# WHAT THIS TASK INVOLVES
Print the line containing "ingestion over UDP" and every line after it exactly as written, through the end of the records.
★ ★ ★ ★ ★
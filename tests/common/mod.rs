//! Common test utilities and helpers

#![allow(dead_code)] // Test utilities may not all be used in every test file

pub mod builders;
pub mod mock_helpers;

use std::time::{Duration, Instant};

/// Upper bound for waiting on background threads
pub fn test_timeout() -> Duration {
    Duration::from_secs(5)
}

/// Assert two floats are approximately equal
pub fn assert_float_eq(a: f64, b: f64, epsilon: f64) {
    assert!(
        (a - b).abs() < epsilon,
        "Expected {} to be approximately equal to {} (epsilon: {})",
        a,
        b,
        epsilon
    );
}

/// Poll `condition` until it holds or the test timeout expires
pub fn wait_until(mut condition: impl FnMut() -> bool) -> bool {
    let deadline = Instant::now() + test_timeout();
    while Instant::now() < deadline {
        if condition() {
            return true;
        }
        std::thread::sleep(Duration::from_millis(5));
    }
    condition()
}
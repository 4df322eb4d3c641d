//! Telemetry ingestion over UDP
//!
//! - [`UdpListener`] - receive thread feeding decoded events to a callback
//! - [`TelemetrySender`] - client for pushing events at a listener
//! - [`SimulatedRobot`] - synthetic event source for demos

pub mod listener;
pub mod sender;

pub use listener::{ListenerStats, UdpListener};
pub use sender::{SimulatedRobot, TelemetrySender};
★ ★ ★ ★ ★
# EXPECTED OUTPUT
//! Telemetry ingestion over UDP
//!
//! - [`UdpListener`] - receive thread feeding decoded events to a callback
//! - [`TelemetrySender`] - client for pushing events at a listener
//! - [`SimulatedRobot`] - synthetic event source for demos

pub mod listener;
pub mod sender;

pub use listener::{ListenerStats, UdpListener};
pub use sender::{SimulatedRobot, TelemetrySender};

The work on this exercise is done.